Registry Editor (regedit) Usage
Open Registry Editor: Win+R → regedit → Enter (requires admin for HKLM changes). Navigation: left pane shows tree structure; right pane shows values in selected key. Address bar: type path directly to navigate (e.g., HKLM\SOFTWARE\Microsoft\Windows\CurrentVersion). Editing: double-click a value to edit it. Right-click key to create new key or value. Before any edit: File → Export → select the key to back up (creates a .reg file). To restore: double-click the .reg file or File → Import. Reg files: text files with .reg extension. Can be double-clicked to merge registry settings. Format: Windows Registry Editor Version 5.00 on first line, then [HIVE\Key\Path] followed by value lines.

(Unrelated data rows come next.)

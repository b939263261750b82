use std::io;

use serde_json::json;
use shellgate::Outcome;
use shellgate::error::{PolicyViolation, RequestError};
use shellgate::exec::RawOutput;

use crate::gateway_harness::{Harness, RecordingLauncher};

#[tokio::test]
async fn root_command_is_wrapped_in_su_with_quoted_args() {
    let mut h = Harness::with_output("uid=0(root)\n", 0);

    let body = h
        .completed(json!({
            "method": "executeRootCommand",
            "command": "ls",
            "args": ["-la", "it's here"],
        }))
        .await;

    assert_eq!(body["exitCode"], 0);
    let seen = h.launcher.seen();
    assert_eq!(seen.len(), 1);
    assert_eq!(seen[0].argv(), ["su", "-c", r"ls '-la' 'it'\''s here'"]);
    assert!(seen[0].cwd().is_none());
}

#[tokio::test]
async fn root_path_uses_the_same_allowlist() {
    let mut h = Harness::new();

    let body = h
        .completed(json!({"method": "executeRootCommand", "command": "sh", "args": ["-c", "id"]}))
        .await;
    assert_eq!(body["exitCode"], 1);
    assert_eq!(
        body["error"],
        PolicyViolation::ElevatedCommandNotAllowed.to_string()
    );
    assert_eq!(h.launcher.launches(), 0);
}

#[tokio::test]
async fn root_args_with_metacharacters_are_refused() {
    let mut h = Harness::new();

    let body = h
        .completed(json!({
            "method": "executeRootCommand",
            "command": "cat",
            "args": ["/etc/shadow; reboot"],
        }))
        .await;
    assert_eq!(body["error"], PolicyViolation::UnsafeArguments.to_string());
    assert_eq!(h.launcher.launches(), 0);
}

#[tokio::test]
async fn unprivileged_only_entries_cannot_escalate() {
    let mut h = Harness::with_config(|c| c.allowlist.unprivileged_only = vec!["rm".into()]);

    let body = h
        .completed(json!({"method": "executeRootCommand", "command": "rm", "args": ["x"]}))
        .await;
    assert_eq!(body["exitCode"], 1);

    let body = h
        .completed(json!({"method": "executeCommand", "command": "rm", "args": ["x"]}))
        .await;
    assert_eq!(body["exitCode"], 0);
    assert_eq!(h.launcher.launches(), 1);
}

#[tokio::test]
async fn missing_root_command_is_rejected() {
    let mut h = Harness::new();
    assert_eq!(
        h.call(json!({"method": "executeRootCommand", "args": []})).await,
        Outcome::Rejected(RequestError::MissingField("Command is required"))
    );
}

#[tokio::test]
async fn su_spawn_failure_is_labelled() {
    let mut h = Harness::build(RecordingLauncher::failing(io::ErrorKind::NotFound), |_| {});

    let body = h
        .completed(json!({"method": "executeRootCommand", "command": "id"}))
        .await;
    assert_eq!(body["exitCode"], 1);
    assert!(
        body["error"]
            .as_str()
            .unwrap()
            .starts_with("Root execution failed:")
    );
}

#[tokio::test]
async fn root_probe_reports_a_boolean() {
    let mut h = Harness::with_output("test\n", 0);
    let body = h.completed(json!({"method": "checkRootAccess"})).await;
    assert_eq!(body, json!({"hasPrivilege": true, "hasRoot": true}));
    assert_eq!(h.launcher.seen()[0].argv(), ["su", "-c", "echo test"]);

    let launcher = RecordingLauncher::answering(RawOutput {
        exit_code: 1,
        ..RawOutput::default()
    });
    let mut h = Harness::build(launcher, |_| {});
    let body = h.completed(json!({"method": "checkRootAccess"})).await;
    assert_eq!(body["hasPrivilege"], false);
}

#[tokio::test]
async fn root_probe_is_false_when_su_is_missing() {
    let mut h = Harness::build(RecordingLauncher::failing(io::ErrorKind::NotFound), |_| {});
    let body = h.completed(json!({"method": "checkRootAccess"})).await;
    assert_eq!(body, json!({"hasPrivilege": false, "hasRoot": false}));
}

Remote registry: can connect to remote computers' registries (requires Remote Registry service running and admin access).
Registry Troubleshooting
Registry corruption: can cause boot failures, application errors, or missing features. Common causes: incomplete uninstallation, abrupt power loss during write, malware, corrupted update. SFC /scannow can repair some registry-related system file issues. DISM /RestoreHealth repairs the Windows image. Manual registry fixes: documented Microsoft KB articles provide exact registry keys/values to fix known issues. Always export before editing. Malware and registry: malware commonly uses Run/RunOnce keys to persist through reboots. Autoruns (Sysinternals): comprehensive tool showing all autostart locations — much more thorough than Task Manager's Startup tab. Registry cleaner tools: controversial — Windows itself does not need registry cleaning; poorly written cleaners can cause more harm than the 'orphan entries' they remove. Avoid third-party registry cleaners.